Abandonment of Employment: Silence Is Not a Resignation

For many years, employers have
used the phrase “abandonment of employment” where an employee simply stops
attending work and fails to respond to calls, emails or messages.
That may still be a useful way
to describe the conduct, but recent Fair Work Commission decisions are a strong
reminder that employers need to be very careful before treating silence as a
resignation.
The problem is simple. If an
employee does not attend work and does not explain why, the employer may
understandably believe the employee has walked away from the job. However, the
Commission may still find that the employment ended because the employer made
the final decision to terminate it.
That distinction matters.
Distinguishing Between Employees and Employers Ending
Employment
If the employee has ended the
employment relationship, there is no dismissal. If the employer has ended the
employment, there is a dismissal, and the employee may then be able to bring an
unfair dismissal or general protections claim.
A recent Commission decision
involving dnata Airport Services is a good example.

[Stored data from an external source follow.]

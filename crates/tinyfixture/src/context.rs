//! What a running test can reach: the guarded heap and the patch stack.

use parking_lot::MutexGuard;
use tinyfixture_guard::{GuardedHeap, SharedHeap};

use crate::failure::Failure;
use crate::patch::{PatchStack, Patchable};

/// Handed to every setup, body and teardown step.
pub struct TestContext<'r> {
    heap: &'r SharedHeap,
    patches: &'r mut PatchStack,
    group: &'r str,
    name: &'r str,
}

impl<'r> TestContext<'r> {
    pub(crate) fn new(
        heap: &'r SharedHeap,
        patches: &'r mut PatchStack,
        group: &'r str,
        name: &'r str,
    ) -> Self {
        Self {
            heap,
            patches,
            group,
            name,
        }
    }

    #[must_use]
    pub fn group(&self) -> &str {
        self.group
    }

    #[must_use]
    pub fn name(&self) -> &str {
        self.name
    }

    /// Lock the guarded heap. Release the guard before calling code that
    /// locks it again.
    pub fn heap(&self) -> MutexGuard<'_, GuardedHeap> {
        self.heap.lock()
    }

    /// A clone of the heap handle, e.g. for handing to code under test.
    #[must_use]
    pub fn heap_handle(&self) -> SharedHeap {
        self.heap.clone()
    }

    /// Make the `(k+1)`-th allocation attempt from now fail.
    pub fn fail_allocations_after(&self, k: u32) {
        self.heap.lock().arm_failure_after(k);
    }

    /// Replace `target` with `value` until the test ends.
    ///
    /// # Errors
    ///
    /// A `PatchCapacity` failure when the test already holds the maximum
    /// number of patches.
    #[track_caller]
    pub fn patch<T: 'static>(&mut self, target: &'static Patchable<T>, value: T) -> Result<(), Failure> {
        self.patches.set(target, value)
    }

    pub(crate) fn undo_patches(&mut self) {
        self.patches.undo_all();
    }

    /// Patches currently held by this test.
    #[must_use]
    pub fn patch_count(&self) -> usize {
        self.patches.len()
    }
}
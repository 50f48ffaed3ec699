//! Guarded heap benchmarks.

use criterion::{BenchmarkId, Criterion, criterion_group, criterion_main};
use tinyfixture_guard::{GuardedHeap, TrackingLevel};

fn bench_allocate_release_cycle(c: &mut Criterion) {
    let sizes: &[usize] = &[16, 64, 256, 1024, 4096];
    let mut group = c.benchmark_group("allocate_release_cycle");

    for &size in sizes {
        group.bench_with_input(BenchmarkId::new("guarded", size), &size, |b, &sz| {
            let mut heap = GuardedHeap::with_system().with_tracking(TrackingLevel::Off);
            heap.start_epoch();
            b.iter(|| {
                let p = heap.allocate(sz).expect("allocate");
                heap.release(criterion::black_box(p.as_ptr()))
                    .expect("release");
            });
        });
        group.bench_with_input(BenchmarkId::new("system", size), &size, |b, &sz| {
            b.iter(|| {
                let v = vec![0u8; sz];
                criterion::black_box(v);
            });
        });
    }
    group.finish();
}

fn bench_epoch_burst(c: &mut Criterion) {
    let mut group = c.benchmark_group("epoch_burst");

    for tracking in [TrackingLevel::Off, TrackingLevel::Origin] {
        group.bench_function(format!("100x64B/{}", tracking.as_str()), |b| {
            let mut heap = GuardedHeap::with_system().with_tracking(tracking);
            b.iter(|| {
                heap.start_epoch();
                let blocks: Vec<_> = (0..100)
                    .map(|_| heap.allocate(64).expect("allocate"))
                    .collect();
                for p in blocks.into_iter().rev() {
                    heap.release(p.as_ptr()).expect("release");
                }
                heap.end_epoch().expect("balanced epoch");
            });
        });
    }

    group.finish();
}

criterion_group!(benches, bench_allocate_release_cycle, bench_epoch_burst);
criterion_main!(benches);
//! Cloneable, thread-safe handle to a [`GuardedHeap`].
//!
//! The runner owns one `SharedHeap` and lends clones to tests. A test may
//! hand a clone to another thread; the heap notices the foreign thread on
//! its first allocation and reports [`HeapError::ForeignThread`].
//!
//! [`HeapError::ForeignThread`]: crate::HeapError::ForeignThread

use std::sync::Arc;

use parking_lot::{Mutex, MutexGuard};

use crate::heap::GuardedHeap;

#[derive(Debug, Clone, Default)]
pub struct SharedHeap {
    inner: Arc<Mutex<GuardedHeap>>,
}

impl SharedHeap {
    #[must_use]
    pub fn new(heap: GuardedHeap) -> Self {
        Self {
            inner: Arc::new(Mutex::new(heap)),
        }
    }

    /// Lock the heap for the duration of the returned guard.
    pub fn lock(&self) -> MutexGuard<'_, GuardedHeap> {
        self.inner.lock()
    }

    /// Whether both handles refer to the same heap.
    #[must_use]
    pub fn same_heap(&self, other: &Self) -> bool {
        Arc::ptr_eq(&self.inner, &other.inner)
    }
}

impl From<GuardedHeap> for SharedHeap {
    fn from(heap: GuardedHeap) -> Self {
        Self::new(heap)
    }
}
//! Raw memory providers underneath the guarded heap.
//!
//! A provider only hands out and takes back aligned regions; all guard
//! bookkeeping lives in [`crate::heap`]. Two providers ship with the crate:
//! - [`SystemProvider`]: the process heap via `std::alloc`.
//! - [`StaticArena`]: a fixed-capacity bump arena for targets without a heap.
//!   Regions are handed out strictly from the top and only the most recent
//!   one can be given back; anything released out of order stays stranded
//!   until the arena is dropped. Nothing is ever coalesced.

#![allow(unsafe_code)]

use std::alloc::{Layout, alloc, dealloc};
use std::ptr::NonNull;

use crate::layout::{BLOCK_ALIGN, align_up};

/// Default capacity of a [`StaticArena`] in bytes.
pub const DEFAULT_ARENA_BYTES: usize = 256;

/// Source of raw, [`BLOCK_ALIGN`]-aligned regions.
pub trait HeapProvider: Send {
    /// Short name used in diagnostics.
    fn name(&self) -> &'static str;

    /// Hand out a region of at least `total` bytes, or `None` when exhausted.
    fn acquire(&mut self, total: usize) -> Option<NonNull<u8>>;

    /// Take back a region.
    ///
    /// # Safety
    ///
    /// `base` must have been returned by `acquire(total)` on this provider and
    /// must not have been released since.
    unsafe fn release(&mut self, base: NonNull<u8>, total: usize);

    /// Grow the region at `base` from `old_total` to `new_total` bytes without
    /// moving it. Returns false when that is not possible.
    fn try_grow(&mut self, _base: NonNull<u8>, _old_total: usize, _new_total: usize) -> bool {
        false
    }
}

/// Provider backed by the process heap.
#[derive(Debug, Default, Clone, Copy)]
pub struct SystemProvider;

impl HeapProvider for SystemProvider {
    fn name(&self) -> &'static str {
        "system"
    }

    fn acquire(&mut self, total: usize) -> Option<NonNull<u8>> {
        let layout = Layout::from_size_align(total, BLOCK_ALIGN).ok()?;
        if layout.size() == 0 {
            return None;
        }
        // SAFETY: layout has non-zero size.
        NonNull::new(unsafe { alloc(layout) })
    }

    unsafe fn release(&mut self, base: NonNull<u8>, total: usize) {
        let Ok(layout) = Layout::from_size_align(total, BLOCK_ALIGN) else {
            return;
        };
        // SAFETY: caller guarantees `base` came from `acquire(total)`, which used this layout.
        unsafe { dealloc(base.as_ptr(), layout) }
    }
}

#[derive(Clone, Copy)]
#[repr(C, align(16))]
struct Chunk([u8; BLOCK_ALIGN]);

/// Fixed-capacity, strictly LIFO, non-coalescing bump arena.
pub struct StaticArena {
    chunks: NonNull<[Chunk]>,
    base: NonNull<u8>,
    capacity: usize,
    top: usize,
}

// SAFETY: the arena exclusively owns its buffer and only touches it through `&mut self`.
unsafe impl Send for StaticArena {}

impl StaticArena {
    /// Arena of [`DEFAULT_ARENA_BYTES`].
    #[must_use]
    pub fn new() -> Self {
        Self::with_capacity(DEFAULT_ARENA_BYTES)
    }

    /// Arena of at least `capacity` bytes (rounded up to [`BLOCK_ALIGN`]).
    ///
    /// The buffer is reserved once, here; the arena never asks for more.
    #[must_use]
    pub fn with_capacity(capacity: usize) -> Self {
        let count = capacity.div_ceil(BLOCK_ALIGN).max(1);
        let boxed: Box<[Chunk]> = vec![Chunk([0; BLOCK_ALIGN]); count].into_boxed_slice();
        let raw: *mut [Chunk] = Box::into_raw(boxed);
        // SAFETY: Box::into_raw never returns null.
        let chunks = unsafe { NonNull::new_unchecked(raw) };
        Self {
            chunks,
            base: chunks.cast::<u8>(),
            capacity: count * BLOCK_ALIGN,
            top: 0,
        }
    }

    /// Total bytes the arena can hand out.
    #[must_use]
    pub fn capacity(&self) -> usize {
        self.capacity
    }

    /// Bytes between the arena start and the current top, stranded regions included.
    #[must_use]
    pub fn used(&self) -> usize {
        self.top
    }

    fn offset_of(&self, ptr: NonNull<u8>) -> Option<usize> {
        let offset = (ptr.as_ptr() as usize).checked_sub(self.base.as_ptr() as usize)?;
        (offset < self.capacity).then_some(offset)
    }
}

impl Default for StaticArena {
    fn default() -> Self {
        Self::new()
    }
}

impl Drop for StaticArena {
    fn drop(&mut self) {
        // SAFETY: `chunks` came from Box::into_raw in `with_capacity` and is dropped once.
        drop(unsafe { Box::from_raw(self.chunks.as_ptr()) });
    }
}

impl std::fmt::Debug for StaticArena {
    fn fmt(&self, f: &mut std::fmt::Formatter<'_>) -> std::fmt::Result {
        f.debug_struct("StaticArena")
            .field("capacity", &self.capacity)
            .field("top", &self.top)
            .finish()
    }
}

impl HeapProvider for StaticArena {
    fn name(&self) -> &'static str {
        "static-arena"
    }

    fn acquire(&mut self, total: usize) -> Option<NonNull<u8>> {
        let size = align_up(total)?;
        if size == 0 {
            return None;
        }
        let end = self.top.checked_add(size)?;
        if end > self.capacity {
            return None;
        }
        // SAFETY: top < end <= capacity, so the offset stays inside the buffer.
        let region = unsafe { self.base.add(self.top) };
        self.top = end;
        Some(region)
    }

    unsafe fn release(&mut self, base: NonNull<u8>, total: usize) {
        let (Some(offset), Some(size)) = (self.offset_of(base), align_up(total)) else {
            return;
        };
        // Only the most recent region can be taken back; others stay stranded.
        if offset.checked_add(size) == Some(self.top) {
            self.top = offset;
        }
    }

    fn try_grow(&mut self, base: NonNull<u8>, old_total: usize, new_total: usize) -> bool {
        let (Some(offset), Some(old), Some(new)) = (
            self.offset_of(base),
            align_up(old_total),
            align_up(new_total),
        ) else {
            return false;
        };
        if offset.checked_add(old) != Some(self.top) {
            return false;
        }
        match offset.checked_add(new) {
            Some(end) if end <= self.capacity => {
                self.top = end;
                true
            }
            _ => false,
        }
    }
}

#[cfg(test)]
mod tests {
    use super::*;

    #[test]
    fn system_provider_hands_out_aligned_regions() {
        let mut provider = SystemProvider;
        let region = provider.acquire(40).expect("system acquire");
        assert_eq!(region.as_ptr() as usize % BLOCK_ALIGN, 0);
        // SAFETY: region came from acquire(40) and is released once.
        unsafe { provider.release(region, 40) };
    }

    #[test]
    fn system_provider_refuses_zero_bytes() {
        assert!(SystemProvider.acquire(0).is_none());
    }

    #[test]
    fn arena_capacity_rounds_up() {
        let arena = StaticArena::with_capacity(100);
        assert_eq!(arena.capacity(), 112);
        assert_eq!(StaticArena::new().capacity(), DEFAULT_ARENA_BYTES);
    }

    #[test]
    fn arena_hands_out_consecutive_aligned_regions() {
        let mut arena = StaticArena::with_capacity(128);
        let a = arena.acquire(20).expect("first");
        let b = arena.acquire(16).expect("second");
        assert_eq!(b.as_ptr() as usize - a.as_ptr() as usize, 32);
        assert_eq!(a.as_ptr() as usize % BLOCK_ALIGN, 0);
        assert_eq!(arena.used(), 48);
    }

    #[test]
    fn arena_reuses_top_region_after_lifo_release() {
        let mut arena = StaticArena::with_capacity(64);
        let a = arena.acquire(32).expect("a");
        // SAFETY: a came from acquire(32).
        unsafe { arena.release(a, 32) };
        assert_eq!(arena.used(), 0);
        let again = arena.acquire(32).expect("again");
        assert_eq!(again, a);
    }

    #[test]
    fn arena_strands_out_of_order_release() {
        let mut arena = StaticArena::with_capacity(64);
        let a = arena.acquire(16).expect("a");
        let _b = arena.acquire(16).expect("b");
        // SAFETY: a came from acquire(16).
        unsafe { arena.release(a, 16) };
        assert_eq!(arena.used(), 32, "non-top release must not move the top");
    }

    #[test]
    fn arena_refuses_when_exhausted() {
        let mut arena = StaticArena::with_capacity(32);
        assert!(arena.acquire(32).is_some());
        assert!(arena.acquire(1).is_none());
    }

    #[test]
    fn arena_grows_top_region_in_place_only() {
        let mut arena = StaticArena::with_capacity(128);
        let a = arena.acquire(16).expect("a");
        assert!(arena.try_grow(a, 16, 48));
        assert_eq!(arena.used(), 48);

        let b = arena.acquire(16).expect("b");
        assert!(!arena.try_grow(a, 48, 64), "a is no longer on top");
        assert!(!arena.try_grow(b, 16, 256), "beyond capacity");
        assert!(arena.try_grow(b, 16, 80));
        assert_eq!(arena.used(), 128);
    }
}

The employee stopped
attending work and did not respond to attempts to contact him. The employer
sent a letter saying it believed he had abandoned his employment and that,
unless he responded, it would assume he had voluntarily resigned.

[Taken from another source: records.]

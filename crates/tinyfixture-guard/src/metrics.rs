//! Atomic counters for guarded-heap observability.
//!
//! All counters use relaxed ordering; they are diagnostic, not
//! synchronization primitives.

use std::sync::atomic::{AtomicU64, Ordering};

/// Heap operation counters, cumulative over the heap's lifetime.
#[derive(Debug)]
pub struct HeapMetrics {
    /// Successful allocations (including moves performed by resize).
    pub allocations: AtomicU64,
    /// Blocks returned to the provider.
    pub releases: AtomicU64,
    /// Allocations refused for zero size, overflow or provider exhaustion.
    pub refusals: AtomicU64,
    /// Allocations failed on purpose by the countdown.
    pub injected_failures: AtomicU64,
    /// Growing resizes satisfied without moving the block.
    pub resizes_in_place: AtomicU64,
    /// Growing resizes that copied into a fresh block.
    pub resizes_moved: AtomicU64,
    /// Trailer damage found at release/resize.
    pub overruns: AtomicU64,
    /// Header damage found at release/resize.
    pub underruns: AtomicU64,
    /// Releases of an address already released.
    pub double_releases: AtomicU64,
    /// Releases of an address the heap never handed out.
    pub foreign_releases: AtomicU64,
    /// Blocks reported as leaked at epoch end.
    pub leaked_blocks: AtomicU64,
}

impl HeapMetrics {
    /// Create a new zeroed metrics instance.
    #[must_use]
    pub const fn new() -> Self {
        Self {
            allocations: AtomicU64::new(0),
            releases: AtomicU64::new(0),
            refusals: AtomicU64::new(0),
            injected_failures: AtomicU64::new(0),
            resizes_in_place: AtomicU64::new(0),
            resizes_moved: AtomicU64::new(0),
            overruns: AtomicU64::new(0),
            underruns: AtomicU64::new(0),
            double_releases: AtomicU64::new(0),
            foreign_releases: AtomicU64::new(0),
            leaked_blocks: AtomicU64::new(0),
        }
    }

    /// Increment a counter by 1.
    pub fn inc(counter: &AtomicU64) {
        counter.fetch_add(1, Ordering::Relaxed);
    }

    /// Increment a counter by `n`.
    pub fn add(counter: &AtomicU64, n: u64) {
        counter.fetch_add(n, Ordering::Relaxed);
    }

    /// Read a counter value.
    pub fn get(counter: &AtomicU64) -> u64 {
        counter.load(Ordering::Relaxed)
    }

    /// Snapshot all counters.
    #[must_use]
    pub fn snapshot(&self) -> HeapMetricsSnapshot {
        HeapMetricsSnapshot {
            allocations: Self::get(&self.allocations),
            releases: Self::get(&self.releases),
            refusals: Self::get(&self.refusals),
            injected_failures: Self::get(&self.injected_failures),
            resizes_in_place: Self::get(&self.resizes_in_place),
            resizes_moved: Self::get(&self.resizes_moved),
            overruns: Self::get(&self.overruns),
            underruns: Self::get(&self.underruns),
            double_releases: Self::get(&self.double_releases),
            foreign_releases: Self::get(&self.foreign_releases),
            leaked_blocks: Self::get(&self.leaked_blocks),
        }
    }
}

impl Default for HeapMetrics {
    fn default() -> Self {
        Self::new()
    }
}

/// Point-in-time copy of [`HeapMetrics`].
#[derive(Debug, Clone, Copy, Default, PartialEq, Eq)]
pub struct HeapMetricsSnapshot {
    pub allocations: u64,
    pub releases: u64,
    pub refusals: u64,
    pub injected_failures: u64,
    pub resizes_in_place: u64,
    pub resizes_moved: u64,
    pub overruns: u64,
    pub underruns: u64,
    pub double_releases: u64,
    pub foreign_releases: u64,
    pub leaked_blocks: u64,
}

impl HeapMetricsSnapshot {
    /// Named counters in a stable order, for logs and reports.
    #[must_use]
    pub fn fields(&self) -> [(&'static str, u64); 11] {
        [
            ("allocations", self.allocations),
            ("releases", self.releases),
            ("refusals", self.refusals),
            ("injected_failures", self.injected_failures),
            ("resizes_in_place", self.resizes_in_place),
            ("resizes_moved", self.resizes_moved),
            ("overruns", self.overruns),
            ("underruns", self.underruns),
            ("double_releases", self.double_releases),
            ("foreign_releases", self.foreign_releases),
            ("leaked_blocks", self.leaked_blocks),
        ]
    }
}
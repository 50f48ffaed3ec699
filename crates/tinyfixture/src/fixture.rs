//! Fixture registration.
//!
//! Tests are registered per group. A group carries an optional setup and
//! teardown shared by all of its tests; registration order is run order.
//!
//! ```
//! use tinyfixture::{Suite, TestGroup, fixture_assert_eq};
//!
//! let suite = Suite::new().group(
//!     TestGroup::new("math")
//!         .test("adds", |_ctx| {
//!             fixture_assert_eq!(4, 2 + 2);
//!             Ok(())
//!         })
//!         .ignore("divides", |_ctx| Ok(())),
//! );
//! assert_eq!(suite.len(), 2);
//! ```

use std::fmt;
use std::panic::Location;
use std::rc::Rc;

use crate::context::TestContext;
use crate::failure::TestResult;

/// One step of a test: setup, body or teardown.
pub type Step = Rc<dyn Fn(&mut TestContext<'_>) -> TestResult>;

/// A registered test case.
#[derive(Clone)]
pub struct Fixture {
    group: String,
    name: String,
    file: &'static str,
    line: u32,
    ignored: bool,
    setup: Option<Step>,
    body: Step,
    teardown: Option<Step>,
}

impl Fixture {
    #[must_use]
    pub fn group(&self) -> &str {
        &self.group
    }

    #[must_use]
    pub fn name(&self) -> &str {
        &self.name
    }

    /// Where the test was registered.
    #[must_use]
    pub fn file(&self) -> &'static str {
        self.file
    }

    #[must_use]
    pub fn line(&self) -> u32 {
        self.line
    }

    /// Registered as disabled; selected ignored fixtures are counted, never run.
    #[must_use]
    pub fn is_ignored(&self) -> bool {
        self.ignored
    }

    /// `TEST(group, name)`.
    #[must_use]
    pub fn display_name(&self) -> String {
        format!("TEST({}, {})", self.group, self.name)
    }

    pub(crate) fn run_setup_and_body(&self, ctx: &mut TestContext<'_>) -> TestResult {
        if let Some(setup) = &self.setup {
            setup(ctx)?;
        }
        (self.body)(ctx)
    }

    pub(crate) fn run_teardown(&self, ctx: &mut TestContext<'_>) -> TestResult {
        match &self.teardown {
            Some(teardown) => teardown(ctx),
            None => Ok(()),
        }
    }
}

impl fmt::Debug for Fixture {
    fn fmt(&self, f: &mut fmt::Formatter<'_>) -> fmt::Result {
        f.debug_struct("Fixture")
            .field("group", &self.group)
            .field("name", &self.name)
            .field("file", &self.file)
            .field("line", &self.line)
            .field("ignored", &self.ignored)
            .finish_non_exhaustive()
    }
}

/// Builder for the tests of one group.
pub struct TestGroup {
    name: String,
    setup: Option<Step>,
    teardown: Option<Step>,
    fixtures: Vec<Fixture>,
}

impl TestGroup {
    #[must_use]
    pub fn new(name: impl Into<String>) -> Self {
        Self {
            name: name.into(),
            setup: None,
            teardown: None,
            fixtures: Vec::new(),
        }
    }

    /// Run before every test body of this group.
    ///
    /// Applies to tests registered after this call.
    #[must_use]
    pub fn setup(mut self, step: impl Fn(&mut TestContext<'_>) -> TestResult + 'static) -> Self {
        self.setup = Some(Rc::new(step));
        self
    }

    /// Run after every test of this group, even a failed one.
    ///
    /// Applies to tests registered after this call.
    #[must_use]
    pub fn teardown(mut self, step: impl Fn(&mut TestContext<'_>) -> TestResult + 'static) -> Self {
        self.teardown = Some(Rc::new(step));
        self
    }

    #[must_use]
    #[track_caller]
    pub fn test(
        self,
        name: impl Into<String>,
        body: impl Fn(&mut TestContext<'_>) -> TestResult + 'static,
    ) -> Self {
        self.register(name.into(), Rc::new(body), false, Location::caller())
    }

    /// Register a disabled test.
    #[must_use]
    #[track_caller]
    pub fn ignore(
        self,
        name: impl Into<String>,
        body: impl Fn(&mut TestContext<'_>) -> TestResult + 'static,
    ) -> Self {
        self.register(name.into(), Rc::new(body), true, Location::caller())
    }

    fn register(
        mut self,
        name: String,
        body: Step,
        ignored: bool,
        location: &'static Location<'static>,
    ) -> Self {
        self.fixtures.push(Fixture {
            group: self.name.clone(),
            name,
            file: location.file(),
            line: location.line(),
            ignored,
            setup: self.setup.clone(),
            body,
            teardown: self.teardown.clone(),
        });
        self
    }
}

/// Every registered test, in run order.
#[derive(Debug, Clone, Default)]
pub struct Suite {
    fixtures: Vec<Fixture>,
}

impl Suite {
    #[must_use]
    pub fn new() -> Self {
        Self::default()
    }

    #[must_use]
    pub fn group(mut self, group: TestGroup) -> Self {
        self.add_group(group);
        self
    }

    pub fn add_group(&mut self, group: TestGroup) {
        self.fixtures.extend(group.fixtures);
    }

    #[must_use]
    pub fn fixtures(&self) -> &[Fixture] {
        &self.fixtures
    }

    #[must_use]
    pub fn len(&self) -> usize {
        self.fixtures.len()
    }

    #[must_use]
    pub fn is_empty(&self) -> bool {
        self.fixtures.is_empty()
    }
}

#[cfg(test)]
mod tests {
    use super::*;

    #[test]
    fn registration_keeps_order_and_location() {
        let suite = Suite::new()
            .group(TestGroup::new("G1").test("A", |_| Ok(())))
            .group(TestGroup::new("G2").test("B", |_| Ok(())).ignore("C", |_| Ok(())));
        let names: Vec<String> = suite.fixtures().iter().map(Fixture::display_name).collect();
        assert_eq!(names, ["TEST(G1, A)", "TEST(G2, B)", "TEST(G2, C)"]);
        assert!(suite.fixtures()[0].file().ends_with("fixture.rs"));
        assert!(suite.fixtures()[0].line() > 0);
        assert!(suite.fixtures()[2].is_ignored());
        assert!(!suite.fixtures()[1].is_ignored());
    }

    #[test]
    fn group_hooks_attach_to_later_tests() {
        let group = TestGroup::new("g")
            .test("before_hooks", |_| Ok(()))
            .setup(|_| Ok(()))
            .teardown(|_| Ok(()))
            .test("after_hooks", |_| Ok(()));
        let suite = Suite::new().group(group);
        assert!(suite.fixtures()[0].setup.is_none());
        assert!(suite.fixtures()[1].setup.is_some());
        assert!(suite.fixtures()[1].teardown.is_some());
    }
}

The Commission found that the
wording of the letter was important. Phrases such as “we will assume you have
resigned” and “your employment will be terminated accordingly” pointed to the
employer being the party making the decision to end the employment.
In another recent matter
involving Redcape Hotel Group, a casual employee told one venue he would not
return, but at the same time asked for more shifts at another venue operated by
the same employer. The Commission found that he had not clearly resigned from
the employment relationship as a whole. He wanted the relationship to continue,
just under different arrangements.
Learnings From Recent Cases
The practical lesson for
employers is this: do not jump too quickly to the conclusion that an employee
has abandoned their employment and ended the employment relationship.
A resignation should be clear
and unambiguous. If the employee says, “I resign”, that is one thing. If the
employee says, “I am not coming back to this site”, “cancel my shifts”, or
simply stops responding, that is not always enough.
This does not mean employees can
just disappear without consequence. They cannot.
Employees are still required to
attend work as rostered, follow lawful and reasonable directions, notify the
employer if they are absent, and provide evidence for leave where required.
Silence is not an answer. Failing to attend work or failing to communicate can
still constitute an abandonment of employment or justify disciplinary action,
and in appropriate cases, termination.
However, the process and wording
matter.
What to Check Before Ending Employment
Before ending the employment
when you consider the employee has abandoned their employment, employers
should:
- check the employee’s current leave
position;
- check whether there is any workers
compensation, illness, injury, family issue, or other known reason for the
absence;
- make reasonable attempts to contact the
employee by phone, email and text;
- keep records of attempts to contact
employees by way of “read/received” functionality on an e-mail
- clearly direct the employee to make
contact by a set deadline;
- ask the employee to explain the absence
and confirm whether they intend to return to work;
- warn that failure to respond may result
in disciplinary action, up to and including termination of employment; and
- avoid saying the employer will “assume”
the employee has resigned unless the resignation is clear.
Employers should also be
cautious about relying too heavily on the phrase “abandonment of employment”.
In many cases, the cleaner and safer approach is to deal with the matter as unauthorised
absence, failure to follow a lawful and reasonable direction, and failure to
maintain reasonable communication with the employer.
Where appropriate, an employer
may also need to consider whether the employee’s conduct amounts to a
repudiation of the employment contract. However, repudiation is a serious legal
finding and should not be treated as automatic. It depends on the facts, the
employee’s conduct, and whether a reasonable person would understand that the
employee no longer intended to be bound by the employment relationship.
If an employee goes missing,
take a breath, check the facts, contact them properly, give them a clear
opportunity to respond, and then make a decision based on the evidence.
For MTA NSW members, the safest
course is to seek advice before sending abandonment letters or closing off
employment. A poorly worded letter can turn what looks like a simple
non-attendance issue into a dismissal dispute.